How Steep The Slope?

I think it was Adam Smith who said:  “There is much ruin in a nation.”  What he meant was that a nation’s downward decline from prosperity to ruin can take some considerable time — nearly five hundred years, in the case of ancient Rome — because all the foundations of that prosperity and the institutions which maintained it may have inherent strength;  and decay, while apparently certain, can still be resisted or even held back and improved by the efforts of the nation’s people.

None of which applies, of course, when the nation’s institutions are actively destroyed or its policies undermine its very foundations.

Which leads me to Germany, which is doing both by not taking the Greens out and standing them in front of the machine-gun pits.  (Okay, maybe that metaphor could be interpreted as a little too strong, given Germany’s not-so-distant use of said pits, but you know what I mean.)

I suspect that you’ll change your opinion on that metaphor when you read this article:

In response to the intensifying European energy crisis, the green lobby in Brussels and Berlin is accelerating the pace of transformation. Politics lacks the imagination for a real energy crisis scenario. Civil society submits, nearly paralyzed, to its fate.

Anyone who expected that empty gas storage in Germany and the escalating energy crisis in Iran would silence the green lobby in the country must think again. The political representation and its media apparatus — the extended arm of the green crony system — fight with all means to preserve the green transformation complex, regardless of the force with which the waves of reality now crash against the thin green dam.

While economists and business associations worldwide foresee a new energy price shock — with the potential to derail the global economy — solutions to the mercantile bottleneck at Hormuz barely emerge from Berlin’s intellectual narrowness.

On the contrary: On this side of ideologically dismantled infantilism, political elites focus primarily on the survival of their power construct — the Green Deal.

As the saying goes: even civilized societies are always only two missed meals away from chaos. And energy — a steady, secure, and affordable stream of this life force — is the very foundation of what we call civilization.

Stepping back to illustrate the societal phenomenon: under the Green Deal, a highly complex web of politically proliferating environmentalism has emerged — a highly opaque yet extremely effective redistribution machine. Supported by decades of cultivated green moralism, widely accepted in the population — or at least hardly questioned until now.
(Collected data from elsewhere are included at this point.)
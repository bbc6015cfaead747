use std::collections::{HashMap, HashSet};

use proptest::prelude::*;
use simdag::dag::{Precedence, TaskGraph};
use simdag::engine::{serial_order, simulate, DurationModel, LetterRank, SimulationOptions};

const NAMES: [&str; 12] = ["A", "B", "C", "D", "E", "F", "G", "H", "I", "J", "K", "L"];

fn durations() -> LetterRank {
    LetterRank::new(0, 64)
}

// Strategy to generate a valid DAG as precedence facts.
// We ensure acyclicity by only allowing an edge from position i to position
// j when i < j, then hand out names through a shuffle so that id order and
// topological order are unrelated.
fn dag_facts_strategy(max_tasks: usize) -> impl Strategy<Value = Vec<Precedence>> {
    (2..=max_tasks).prop_flat_map(|num_tasks| {
        let names = Just(NAMES[..num_tasks].to_vec()).prop_shuffle();
        let edges = proptest::collection::vec((0..num_tasks, 0..num_tasks), 1..num_tasks * 3);

        (names, edges).prop_map(|(names, edges)| {
            edges
                .into_iter()
                .filter(|(a, b)| a != b)
                .map(|(a, b)| {
                    let (lo, hi) = if a < b { (a, b) } else { (b, a) };
                    Precedence::new(names[lo], names[hi])
                })
                .collect()
        })
    })
}

fn facts_and_shuffled() -> impl Strategy<Value = (Vec<Precedence>, Vec<Precedence>)> {
    dag_facts_strategy(10).prop_flat_map(|facts| {
        let shuffled = Just(facts.clone()).prop_shuffle();
        (Just(facts), shuffled)
    })
}

/// Longest chain of durations through the graph.
fn critical_path(graph: &TaskGraph, facts: &[Precedence]) -> u64 {
    let order = serial_order(graph).unwrap();
    let model = durations();

    let mut preds: HashMap<&str, Vec<&str>> = HashMap::new();
    for f in facts {
        preds.entry(f.after.as_str()).or_default().push(f.before.as_str());
    }

    let mut finish: HashMap<&str, u64> = HashMap::new();
    for id in order.order() {
        let ready = preds
            .get(id.as_str())
            .map(|ps| ps.iter().map(|p| finish[p]).max().unwrap_or(0))
            .unwrap_or(0);
        finish.insert(id.as_str(), ready + model.duration_of(id));
    }

    finish.values().copied().max().unwrap_or(0)
}

proptest! {
    #[test]
    fn serial_visits_every_task_once_in_dependency_order(facts in dag_facts_strategy(12)) {
        let graph = TaskGraph::from_facts(&facts);
        let schedule = serial_order(&graph).unwrap();

        prop_assert!(schedule.is_complete());
        prop_assert_eq!(schedule.order().len(), graph.len());

        let unique: HashSet<&String> = schedule.order().iter().collect();
        prop_assert_eq!(unique.len(), graph.len());

        let position: HashMap<&str, usize> = schedule
            .order()
            .iter()
            .enumerate()
            .map(|(i, id)| (id.as_str(), i))
            .collect();
        for f in &facts {
            prop_assert!(
                position[f.before.as_str()] < position[f.after.as_str()],
                "{} must come before {}", f.before, f.after
            );
        }
    }

    #[test]
    fn fact_order_does_not_change_results((facts, shuffled) in facts_and_shuffled()) {
        let a = TaskGraph::from_facts(&facts);
        let b = TaskGraph::from_facts(&shuffled);

        prop_assert_eq!(
            serial_order(&a).unwrap().sequence(),
            serial_order(&b).unwrap().sequence()
        );

        let opts = SimulationOptions::with_workers(3);
        prop_assert_eq!(
            simulate(&a, durations(), opts).unwrap().makespan,
            simulate(&b, durations(), opts).unwrap().makespan
        );
    }

    #[test]
    fn makespan_is_bounded_by_critical_path_and_serial_sum(
        facts in dag_facts_strategy(10),
        workers in 1usize..6,
    ) {
        let graph = TaskGraph::from_facts(&facts);
        let report = simulate(&graph, durations(), SimulationOptions::with_workers(workers)).unwrap();

        let model = durations();
        let serial_sum: u64 = graph.tasks().map(|id| model.duration_of(id)).sum();
        let lower = critical_path(&graph, &facts);

        prop_assert!(report.incomplete.is_empty());
        prop_assert!(report.makespan >= lower);
        prop_assert!(report.makespan <= serial_sum);
    }

    #[test]
    fn enough_workers_reach_the_critical_path(facts in dag_facts_strategy(10), extra in 0usize..4) {
        let graph = TaskGraph::from_facts(&facts);
        let workers = graph.len() + extra;
        let report = simulate(&graph, durations(), SimulationOptions::with_workers(workers)).unwrap();

        prop_assert_eq!(report.makespan, critical_path(&graph, &facts));
    }

    #[test]
    fn one_worker_runs_the_serial_order(facts in dag_facts_strategy(10)) {
        let graph = TaskGraph::from_facts(&facts);
        let serial = serial_order(&graph).unwrap();
        let report = simulate(&graph, durations(), SimulationOptions::with_workers(1)).unwrap();

        let model = durations();
        let expected: u64 = serial.order().iter().map(|id| model.duration_of(id)).sum();
        prop_assert_eq!(report.makespan, expected);
        prop_assert_eq!(&report.completion_order[..], serial.order());
    }

    #[test]
    fn simulation_is_idempotent(facts in dag_facts_strategy(10), workers in 1usize..6) {
        let graph = TaskGraph::from_facts(&facts);
        let opts = SimulationOptions::with_workers(workers);

        let first = simulate(&graph, durations(), opts).unwrap();
        let second = simulate(&graph, durations(), opts).unwrap();
        prop_assert_eq!(first.makespan, second.makespan);
        prop_assert_eq!(first.timeline, second.timeline);
    }
}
In this way, an extraction mechanism has emerged that systematically siphons wealth from the productive machinery of society. This wealth is channeled precisely into the green parasitic system, which can proliferate in the shadow of political programs and moral justification without facing significant resistance.

Over time, a state within the state has emerged, its structures deeply grown into economic and institutional fabrics. This entity now seems to be entering a new phase — one of exponential weakening of its host body. Rising energy prices, which over the long term translate into higher inflation rates, are a symptom of the host’s weakening.

I apologize for the lengthy excerpts, but as I read the article, I couldn’t help thinking, “There but for the grace of Donald Trump goes America.”

But more to the point:  if we fail to see that the Green Catastrophe will, if we allow it to, become as much a part of our polity as it is in Europe.  Hell, thanks to the Obama Dozen Years it nearly did, and it’s taking a Herculean effort by the Trump Administration to undo and untangle us from that strangling creeper.

Suicide may be woven into the Western European polity;  but I’m sure as hell hoping that it’s not in ours.